In a message of congratulations to the Hanford workforce, Senior Advisor for EM William “Ike” White called the Tank Side Cesium Removal (TSCR) System a “cornerstone of the Direct Feed Low Activity Waste program”.
“It’s a capability that will transform the Hanford Site and benefit the entirety of the EM program,” White said. “I’m optimistic about what Hanford will achieve this year as we work toward around-the-clock operations to treat tank waste.”
The newly operational TSCR System removes radioactive cesium and solids from tank waste. The treated waste will be fed directly to the nearby Waste Treatment and Immobilization Plant for vitrification, or immobilization in glass, when the plant comes online next year.
The cesium removal system is a key part of the Site’s Direct Feed Low Activity Waste (DFLAW) program, an assembly of several highly interdependent projects and infrastructure that will operate together to vitrify and safely dispose of millions of gallons of low-activity tank waste once operational.
“This is an exciting new era in our Hanford cleanup mission,” said Brian Vance, manager of EM’s (DOE’s) Office of River Protection and Richland Operations Office. “For the first time in Hanford Site history, we are treating a significant amount of tank waste on an industrial scale.”
Hanford tank operations contractor Washington River Protection Solutions (WRPS), working with EM staff, other site contractors and regulatory agencies, built, installed and tested the cesium removal system next to large underground storage tanks. Those tanks, called the AP tank farm, are located near the center of the Hanford Site, which is less than a quarter mile from the vitrification plant.
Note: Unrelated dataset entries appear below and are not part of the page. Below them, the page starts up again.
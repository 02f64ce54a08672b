// Copyright (c) 2025-2026 Adrian Robinson. Licensed under the AGPL-3.0.
// See LICENSE file in the project root for full license text.

//! Worker lifecycle: poll loop, retry policy, shutdown.
//!
//! ```text
//! pop ──► do_work ──► ok ───────────────────────────┐
//!            │                                      ▼
//!            ├─ cancelled ──────────────────► nodes left? ── yes ──► requeue (lock kept)
//!            │                                      │ no
//!            └─ error ── err_cnt += 1               ▼
//!                 ├─ retryable, under cap ──► backoff ──► nodes left? ...
//!                 └─ terminal or cap hit ──► mail + error sidecar ──► unlock
//! ```

use std::sync::Arc;
use std::time::Duration;

use rand::Rng;
use tracing::{debug, error, info, warn};

use crate::error::{Result, SyncError};
use crate::job::{Job, JobContext};
use crate::keys::error_key;
use crate::notify::failure_notification;

use super::types::JobOutcome;
use super::{SyncEngine, DETACHED_TIMEOUT};

/// Queue argument selecting the default queue plus every computation queue.
pub const ALL_QUEUES: &str = "ALL";

impl SyncEngine {
    /// Pop one job from `queue` and carry it to its outcome.
    ///
    /// Returns `None` when the queue was empty or the payload was malformed.
    pub async fn process_one(&self, queue: &str) -> Result<Option<JobOutcome>> {
        let Some(mut job) = self.queue.pop_job(queue).await? else {
            return Ok(None);
        };
        info!(persistent_id = %job.persistent_id, plugin = %job.plugin, err_cnt = job.err_cnt, "Job started");
        let res = self.do_work(&mut job).await;
        Ok(Some(self.settle(job, res).await))
    }

    async fn settle(&self, mut job: Job, res: Result<()>) -> JobOutcome {
        let pid = job.persistent_id.clone();
        let mut failed = false;
        match res {
            Ok(()) => {}
            Err(e) if e.is_cancellation() => {
                info!(persistent_id = %pid, remaining = job.writable_nodes.len(), "Job interrupted by shutdown");
            }
            Err(e) => {
                job.err_cnt += 1;
                crate::metrics::record_job_error(e.kind());
                if !e.is_retryable() || job.err_cnt >= self.config.max_errors {
                    error!(persistent_id = %pid, err_cnt = job.err_cnt, error = %e, "Job failed and will not be retried");
                    self.report_failure(&job, &e).await;
                    failed = true;
                } else {
                    warn!(persistent_id = %pid, err_cnt = job.err_cnt, error = %e, "Job failed, but will retry");
                    self.back_off(job.err_cnt).await;
                }
            }
        }

        let outcome = if failed {
            JobOutcome::Failed
        } else if job.writable_nodes.is_empty() {
            JobOutcome::Finished
        } else {
            match self.queue.requeue(&job).await {
                Ok(()) => {
                    crate::metrics::record_job_outcome(JobOutcome::Requeued.as_str());
                    return JobOutcome::Requeued;
                }
                Err(e) => {
                    error!(persistent_id = %pid, error = %e, "Re-adding job failed (no retry)");
                    JobOutcome::Failed
                }
            }
        };

        if let Err(e) = self.queue.unlock(&pid).await {
            warn!(persistent_id = %pid, error = %e, "Failed to release dataset lock");
        }
        info!(persistent_id = %pid, outcome = %outcome, "Job ended");
        crate::metrics::record_job_outcome(outcome.as_str());
        outcome
    }

    async fn back_off(&self, err_cnt: u32) {
        let delay = self.backoff.delay(err_cnt);
        if delay.is_zero() {
            return;
        }
        tokio::select! {
            _ = self.shutdown.cancelled() => {}
            _ = tokio::time::sleep(delay) => {}
        }
    }

    /// Leave the error for pollers and mail the user.
    async fn report_failure(&self, job: &Job, err: &SyncError) {
        let pid = &job.persistent_id;
        let ctx = JobContext::detached(DETACHED_TIMEOUT);
        let message = err.to_string();
        if let Err(e) = ctx
            .guard(async {
                self.store
                    .set(&error_key(pid), &message, Some(self.config.error_ttl()))
                    .await
                    .map_err(SyncError::from)
            })
            .await
        {
            warn!(persistent_id = %pid, error = %e, "Failed to store job error");
        }

        let to = match ctx.guard(self.destination.get_user_email(&job.dataverse_key, &job.user)).await {
            Ok(to) => to,
            Err(e) => {
                warn!(persistent_id = %pid, error = %e, "Sending failure mail failed");
                return;
            }
        };
        let url = self.destination.get_repo_url(pid, true);
        let notification = failure_notification(&self.config.mail, &to, pid, &url, &message);
        if let Err(e) = ctx.guard(self.notifier.send(notification)).await {
            warn!(persistent_id = %pid, error = %e, "Sending failure mail failed");
        }
    }

    /// Work `queue` until shutdown.
    pub async fn process_jobs(&self, queue: &str) {
        loop {
            if self.shutdown.is_cancelled() {
                break;
            }
            match self.process_one(queue).await {
                Ok(Some(_)) => continue,
                Ok(None) => {}
                Err(e) => warn!(queue, error = %e, "Failed to pop job"),
            }
            tokio::select! {
                _ = self.shutdown.cancelled() => break,
                _ = tokio::time::sleep(self.config.poll_interval()) => {}
            }
        }
        debug!(queue, "Worker exited gracefully");
    }

    /// Spawn `count` workers on `queue`, or on every queue for [`ALL_QUEUES`].
    ///
    /// Start times are staggered when more than one worker is spawned.
    pub fn spin_workers(self: &Arc<Self>, count: usize, queue: &str) {
        let queues: Vec<String> = if queue == ALL_QUEUES {
            std::iter::once(String::new())
                .chain(self.config.computation_queues.iter().map(|q| q.value.clone()))
                .collect()
        } else {
            vec![queue.to_string()]
        };
        let stagger_max = self.config.worker_stagger_max_ms;
        let mut rng = rand::thread_rng();

        for _ in 0..count {
            let stagger = if count > 1 && stagger_max > 0 {
                Duration::from_millis(rng.gen_range(0..stagger_max))
            } else {
                Duration::ZERO
            };
            for q in &queues {
                let engine = Arc::clone(self);
                let q = q.clone();
                self.workers.spawn(async move {
                    tokio::select! {
                        _ = engine.shutdown.cancelled() => return,
                        _ = tokio::time::sleep(stagger) => {}
                    }
                    engine.process_jobs(&q).await;
                });
            }
        }
        crate::metrics::set_active_workers(self.workers.len());
        info!(workers = count, queues = queues.len(), "Workers ready");
    }

    /// Stop every worker and wait for in-flight jobs and cleanup tasks.
    ///
    /// Running jobs see their context cancelled, flush what they uploaded
    /// and requeue the remainder.
    pub async fn shutdown(&self) {
        info!("Shutting down workers");
        self.shutdown.cancel();
        self.workers.close();
        self.workers.wait().await;
        self.background.close();
        self.background.wait().await;
        crate::metrics::set_active_workers(0);
        info!("Shutdown complete");
    }

    /// Wait for pending tombstone cleanups without stopping the engine.
    pub async fn drain_background_tasks(&self) {
        self.background.close();
        self.background.wait().await;
        self.background.reopen();
    }
}
//! Resilience utilities.

pub mod retry;
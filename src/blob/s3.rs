//! `s3` driver: objects keyed `<dataset path>/<filename>` in the bucket the
//! storage identifier names, or in the configured bucket when it names none.
//!
//! Credentials are read from the usual `AWS_*` environment variables;
//! endpoint, region and addressing style come from [`S3Config`].

use std::sync::Arc;

use async_trait::async_trait;
use dashmap::DashMap;
use futures::TryStreamExt;
use object_store::aws::AmazonS3Builder;
use object_store::buffered::BufWriter;
use object_store::path::Path as ObjectPath;
use object_store::ObjectStore;
use tokio_util::io::StreamReader;
use tracing::debug;

use super::{BlobStore, BoxedReader, BoxedWriter, StorageLocation};
use crate::config::S3Config;
use crate::error::{Result, SyncError};

pub struct S3BlobStore {
    config: S3Config,
    /// One client per bucket, built on first use.
    clients: DashMap<String, Arc<dyn ObjectStore>>,
}

impl S3BlobStore {
    pub fn new(config: S3Config) -> Result<Self> {
        if config.bucket.is_empty() {
            return Err(SyncError::Config("storage.s3.bucket is required by the s3 driver".into()));
        }
        let store = Self {
            config,
            clients: DashMap::new(),
        };
        store.client("")?;
        Ok(store)
    }

    /// Serve `bucket` through `client` instead of building an S3 client.
    pub fn with_client(config: S3Config, bucket: impl Into<String>, client: Arc<dyn ObjectStore>) -> Self {
        let clients = DashMap::new();
        clients.insert(bucket.into(), client);
        Self { config, clients }
    }

    fn client(&self, bucket: &str) -> Result<Arc<dyn ObjectStore>> {
        let bucket = if bucket.is_empty() { self.config.bucket.as_str() } else { bucket };
        if let Some(client) = self.clients.get(bucket) {
            return Ok(client.value().clone());
        }
        let client: Arc<dyn ObjectStore> = Arc::new(build_client(&self.config, bucket)?);
        self.clients.insert(bucket.to_string(), client.clone());
        debug!(bucket, endpoint = %self.config.endpoint, "S3 client ready");
        Ok(client)
    }
}

fn build_client(config: &S3Config, bucket: &str) -> Result<impl ObjectStore> {
    let mut builder = AmazonS3Builder::from_env()
        .with_bucket_name(bucket)
        .with_virtual_hosted_style_request(!config.path_style);
    if !config.region.is_empty() {
        builder = builder.with_region(&config.region);
    }
    if !config.endpoint.is_empty() {
        let endpoint = if config.path_style {
            config.endpoint.clone()
        } else {
            bucket_endpoint(&config.endpoint, bucket)
        };
        builder = builder
            .with_allow_http(endpoint.starts_with("http://"))
            .with_endpoint(endpoint);
    }
    Ok(builder.build()?)
}

/// Virtual-hosted addressing puts the bucket in the host name.
fn bucket_endpoint(endpoint: &str, bucket: &str) -> String {
    match endpoint.split_once("://") {
        Some((scheme, host)) => format!("{scheme}://{bucket}.{host}"),
        None => format!("{bucket}.{endpoint}"),
    }
}

fn object_key(dataset_path: &str, location: &StorageLocation) -> Result<ObjectPath> {
    if location.filename.is_empty() || location.filename.contains('/') {
        return Err(SyncError::Destination(format!(
            "invalid blob name '{}'",
            location.filename
        )));
    }
    Ok(ObjectPath::from(format!("{dataset_path}/{}", location.filename)))
}

#[async_trait]
impl BlobStore for S3BlobStore {
    async fn create(&self, dataset_path: &str, location: &StorageLocation) -> Result<BoxedWriter> {
        let key = object_key(dataset_path, location)?;
        let client = self.client(&location.bucket)?;
        // Multipart upload; the object appears only once the writer is shut down.
        Ok(Box::new(BufWriter::new(client, key)))
    }

    async fn open(&self, dataset_path: &str, location: &StorageLocation) -> Result<BoxedReader> {
        let key = object_key(dataset_path, location)?;
        let object = self.client(&location.bucket)?.get(&key).await?;
        let body = object.into_stream().map_err(std::io::Error::from);
        Ok(Box::new(StreamReader::new(body)))
    }

    async fn delete(&self, dataset_path: &str, location: &StorageLocation) -> Result<()> {
        let key = object_key(dataset_path, location)?;
        match self.client(&location.bucket)?.delete(&key).await {
            Ok(()) | Err(object_store::Error::NotFound { .. }) => Ok(()),
            Err(e) => Err(e.into()),
        }
    }
}

#[cfg(test)]
mod tests {
    use super::*;
    use object_store::memory::InMemory;
    use tokio::io::{AsyncReadExt, AsyncWriteExt};

    fn config() -> S3Config {
        S3Config {
            bucket: "bkt".into(),
            ..Default::default()
        }
    }

    #[tokio::test]
    async fn test_objects_are_keyed_by_dataset_path() {
        let memory = Arc::new(InMemory::new());
        let store = S3BlobStore::with_client(config(), "bkt", memory.clone());
        let loc = StorageLocation::parse("s3://bkt:18f3a-abc", "s3");

        let mut w = store.create("10.5072/FK2", &loc).await.unwrap();
        w.write_all(b"payload").await.unwrap();
        w.shutdown().await.unwrap();

        let key = ObjectPath::from("10.5072/FK2/18f3a-abc");
        let raw = memory.get(&key).await.unwrap().bytes().await.unwrap();
        assert_eq!(&raw[..], b"payload");

        let mut out = Vec::new();
        store.open("10.5072/FK2", &loc).await.unwrap().read_to_end(&mut out).await.unwrap();
        assert_eq!(out, b"payload");

        store.delete("10.5072/FK2", &loc).await.unwrap();
        assert!(memory.head(&key).await.is_err());
        store.delete("10.5072/FK2", &loc).await.unwrap();
    }

    #[tokio::test]
    async fn test_identifier_without_bucket_uses_configured_bucket() {
        let memory = Arc::new(InMemory::new());
        let store = S3BlobStore::with_client(config(), "bkt", memory.clone());
        let loc = StorageLocation::parse("s3://18f3a-abc", "s3");
        assert_eq!(loc.bucket, "");

        let mut w = store.create("p", &loc).await.unwrap();
        w.write_all(b"x").await.unwrap();
        w.shutdown().await.unwrap();
        assert!(memory.head(&ObjectPath::from("p/18f3a-abc")).await.is_ok());
    }

    #[tokio::test]
    async fn test_unwritten_object_is_not_visible() {
        let memory = Arc::new(InMemory::new());
        let store = S3BlobStore::with_client(config(), "bkt", memory.clone());
        let loc = StorageLocation::parse("s3://bkt:partial", "s3");

        let mut w = store.create("p", &loc).await.unwrap();
        w.write_all(b"half").await.unwrap();
        drop(w);
        assert!(memory.head(&ObjectPath::from("p/partial")).await.is_err());
    }

    #[test]
    fn test_bucket_is_required() {
        assert!(matches!(S3BlobStore::new(S3Config::default()), Err(SyncError::Config(_))));
    }

    #[test]
    fn test_bucket_endpoint() {
        assert_eq!(bucket_endpoint("https://s3.example.org", "data"), "https://data.s3.example.org");
        assert_eq!(bucket_endpoint("minio:9000", "data"), "data.minio:9000");
    }

    #[test]
    fn test_rejects_nested_names() {
        let loc = StorageLocation {
            driver: "s3".into(),
            bucket: "bkt".into(),
            filename: "a/b".into(),
        };
        assert!(object_key("p", &loc).is_err());
    }
}
//! Content stream providers.
//!
//! A write job names its source through [`crate::Job::plugin`]; the
//! [`PluginRegistry`] maps that name to a [`StreamProvider`], which hands
//! back one lazily opened [`ContentStream`] per node plus an optional cleanup
//! callback run once the job is done with them.

mod local;
mod memory;

pub use local::LocalStreamProvider;
pub use memory::MemoryStreamProvider;

use std::collections::HashMap;
use std::sync::Arc;

use async_trait::async_trait;

use crate::blob::BoxedReader;
use crate::error::{Result, SyncError};
use crate::job::StreamParams;
use crate::tree::NodeMap;

/// Plugin name of [`LocalStreamProvider`].
pub const LOCAL_PLUGIN: &str = "local";

/// Readable content of one node, opened on demand.
#[async_trait]
pub trait ContentStream: Send {
    async fn open(&mut self) -> Result<BoxedReader>;
}

pub type Cleanup = Box<dyn FnOnce() -> Result<()> + Send>;

/// Streams for one job, keyed by node id.
#[derive(Default)]
pub struct Streams {
    pub streams: HashMap<String, Box<dyn ContentStream>>,
    pub cleanup: Option<Cleanup>,
}

impl Streams {
    /// Take the stream for `node_id`; each stream is consumed once.
    pub fn take(&mut self, node_id: &str) -> Result<Box<dyn ContentStream>> {
        self.streams
            .remove(node_id)
            .ok_or_else(|| SyncError::MissingStream(node_id.to_string()))
    }

    /// Run the cleanup callback, if any.
    pub fn cleanup(&mut self) -> Result<()> {
        match self.cleanup.take() {
            Some(cleanup) => cleanup(),
            None => Ok(()),
        }
    }
}

#[async_trait]
pub trait StreamProvider: Send + Sync {
    async fn streams(&self, nodes: &NodeMap, params: &StreamParams) -> Result<Streams>;
}

#[derive(Default, Clone)]
pub struct PluginRegistry {
    providers: HashMap<String, Arc<dyn StreamProvider>>,
}

impl PluginRegistry {
    #[must_use]
    pub fn new() -> Self {
        Self::default()
    }

    pub fn register(&mut self, name: impl Into<String>, provider: Arc<dyn StreamProvider>) {
        self.providers.insert(name.into(), provider);
    }

    pub fn get(&self, name: &str) -> Result<Arc<dyn StreamProvider>> {
        self.providers
            .get(name)
            .cloned()
            .ok_or_else(|| SyncError::UnknownPlugin(name.to_string()))
    }

    #[must_use]
    pub fn names(&self) -> Vec<&str> {
        let mut names: Vec<&str> = self.providers.keys().map(String::as_str).collect();
        names.sort_unstable();
        names
    }
}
The cesium removal technology is nearly identical to a system operating at DOE’s Savannah River Site in South Carolina.
John Eschenberg, WRPS president and CEO, said the launch of the TSCR system operations was nearly three years in the making.
“I’m extremely proud of our team, the dedicated workforce who delivered this project on time and on budget during some challenging times over the last 18 months,” Eschenberg said.
The Hanford Site is home to approximately 56 million gallons of radioactive tank waste stored in 177 underground tanks, representing one of DOE’s largest environmental risks and most complex challenges. The tank waste is a result of nearly five decades of plutonium production that supported national security missions and helped end World War II.